→ Extracted information:

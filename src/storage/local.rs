// ABOUTME: Filesystem-backed media storage
// ABOUTME: Stores uploads as flat files under a configured root directory

use std::path::PathBuf;

use anyhow::{bail, Context, Result};
use async_trait::async_trait;
use bytes::Bytes;
use tokio::fs;
use tracing::debug;

use super::MediaStorage;

/// Media store writing files under a single root directory
#[derive(Debug, Clone)]
pub struct LocalMediaStorage {
    root: PathBuf,
}

impl LocalMediaStorage {
    /// Create the store, making sure the root directory exists
    ///
    /// # Errors
    ///
    /// Returns an error if the directory cannot be created
    pub async fn new(root: impl Into<PathBuf>) -> Result<Self> {
        let root = root.into();
        fs::create_dir_all(&root)
            .await
            .with_context(|| format!("creating media root {}", root.display()))?;
        Ok(Self { root })
    }

    /// Resolve a stored name, rejecting anything that escapes the root
    fn resolve(&self, name: &str) -> Result<PathBuf> {
        if name.is_empty()
            || name.contains("..")
            || name.contains('/')
            || name.contains(std::path::MAIN_SEPARATOR)
        {
            bail!("invalid media name: {name}");
        }
        Ok(self.root.join(name))
    }
}

#[async_trait]
impl MediaStorage for LocalMediaStorage {
    async fn upload(&self, name: &str, data: Bytes, _content_type: &str) -> Result<String> {
        // TODO: disambiguate colliding names with a numeric suffix instead of overwriting
        let path = self.resolve(name)?;
        fs::write(&path, &data)
            .await
            .with_context(|| format!("writing media file {}", path.display()))?;
        debug!(name = %name, bytes = data.len(), "stored media file");
        Ok(name.to_string())
    }

    async fn delete(&self, path: &str) -> Result<()> {
        let full = self.resolve(path)?;
        fs::remove_file(&full)
            .await
            .with_context(|| format!("removing media file {}", full.display()))?;
        debug!(name = %path, "removed media file");
        Ok(())
    }

    async fn ping(&self) -> Result<()> {
        let meta = fs::metadata(&self.root)
            .await
            .with_context(|| format!("media root {} is unreachable", self.root.display()))?;
        if !meta.is_dir() {
            bail!("media root {} is not a directory", self.root.display());
        }
        Ok(())
    }
}

#[cfg(test)]
#[allow(clippy::unwrap_used)]
mod tests {
    use super::*;

    #[tokio::test]
    async fn test_upload_and_delete_round_trip() {
        let dir = tempfile::tempdir().unwrap();
        let store = LocalMediaStorage::new(dir.path()).await.unwrap();

        let stored = store
            .upload("clip.mp4", Bytes::from_static(b"frames"), "video/mp4")
            .await
            .unwrap();
        assert_eq!(stored, "clip.mp4");
        assert_eq!(std::fs::read(dir.path().join("clip.mp4")).unwrap(), b"frames");

        store.delete("clip.mp4").await.unwrap();
        assert!(!dir.path().join("clip.mp4").exists());
    }

    #[tokio::test]
    async fn test_rejects_traversal() {
        let dir = tempfile::tempdir().unwrap();
        let store = LocalMediaStorage::new(dir.path()).await.unwrap();

        assert!(store
            .upload("../escape", Bytes::from_static(b"x"), "text/plain")
            .await
            .is_err());
        assert!(store.delete("a/b").await.is_err());
    }

    #[tokio::test]
    async fn test_ping_checks_root() {
        let dir = tempfile::tempdir().unwrap();
        let store = LocalMediaStorage::new(dir.path()).await.unwrap();
        store.ping().await.unwrap();
    }
}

→ Assignment: All entries are to be printed once more, exactly as given.

→ Finished exercise:
filename src/storage/local.rs
// ABOUTME: Filesystem-backed media storage
// ABOUTME: Stores uploads as flat files under a configured root directory

use std::path::PathBuf;

use anyhow::{bail, Context, Result};
use async_trait::async_trait;
use bytes::Bytes;
use tokio::fs;
use tracing::debug;

use super::MediaStorage;

/// Media store writing files under a single root directory
#[derive(Debug, Clone)]
pub struct LocalMediaStorage {
    root: PathBuf,
}

impl LocalMediaStorage {
    /// Create the store, making sure the root directory exists
    ///
    /// # Errors
    ///
    /// Returns an error if the directory cannot be created
    pub async fn new(root: impl Into<PathBuf>) -> Result<Self> {
        let root = root.into();
        fs::create_dir_all(&root)
            .await
            .with_context(|| format!("creating media root {}", root.display()))?;
        Ok(Self { root })
    }

    /// Resolve a stored name, rejecting anything that escapes the root
    fn resolve(&self, name: &str) -> Result<PathBuf> {
        if name.is_empty()
            || name.contains("..")
            || name.contains('/')
            || name.contains(std::path::MAIN_SEPARATOR)
        {
            bail!("invalid media name: {name}");
        }
        Ok(self.root.join(name))
    }
}

#[async_trait]
impl MediaStorage for LocalMediaStorage {
    async fn upload(&self, name: &str, data: Bytes, _content_type: &str) -> Result<String> {
        // TODO: disambiguate colliding names with a numeric suffix instead of overwriting
        let path = self.resolve(name)?;
        fs::write(&path, &data)
            .await
            .with_context(|| format!("writing media file {}", path.display()))?;
        debug!(name = %name, bytes = data.len(), "stored media file");
        Ok(name.to_string())
    }

    async fn delete(&self, path: &str) -> Result<()> {
        let full = self.resolve(path)?;
        fs::remove_file(&full)
            .await
            .with_context(|| format!("removing media file {}", full.display()))?;
        debug!(name = %path, "removed media file");
        Ok(())
    }

    async fn ping(&self) -> Result<()> {
        let meta = fs::metadata(&self.root)
            .await
            .with_context(|| format!("media root {} is unreachable", self.root.display()))?;
        if !meta.is_dir() {
            bail!("media root {} is not a directory", self.root.display());
        }
        Ok(())
    }
}

#[cfg(test)]
#[allow(clippy::unwrap_used)]
mod tests {
    use super::*;

    #[tokio::test]
    async fn test_upload_and_delete_round_trip() {
        let dir = tempfile::tempdir().unwrap();
        let store = LocalMediaStorage::new(dir.path()).await.unwrap();

        let stored = store
            .upload("clip.mp4", Bytes::from_static(b"frames"), "video/mp4")
            .await
            .unwrap();
        assert_eq!(stored, "clip.mp4");
        assert_eq!(std::fs::read(dir.path().join("clip.mp4")).unwrap(), b"frames");

        store.delete("clip.mp4").await.unwrap();
        assert!(!dir.path().join("clip.mp4").exists());
    }

    #[tokio::test]
    async fn test_rejects_traversal() {
        let dir = tempfile::tempdir().unwrap();
        let store = LocalMediaStorage::new(dir.path()).await.unwrap();

        assert!(store
            .upload("../escape", Bytes::from_static(b"x"), "text/plain")
            .await
            .is_err());
        assert!(store.delete("a/b").await.is_err());
    }

    #[tokio::test]
    async fn test_ping_checks_root() {
        let dir = tempfile::tempdir().unwrap();
        let store = LocalMediaStorage::new(dir.path()).await.unwrap();
        store.ping().await.unwrap();
    }
}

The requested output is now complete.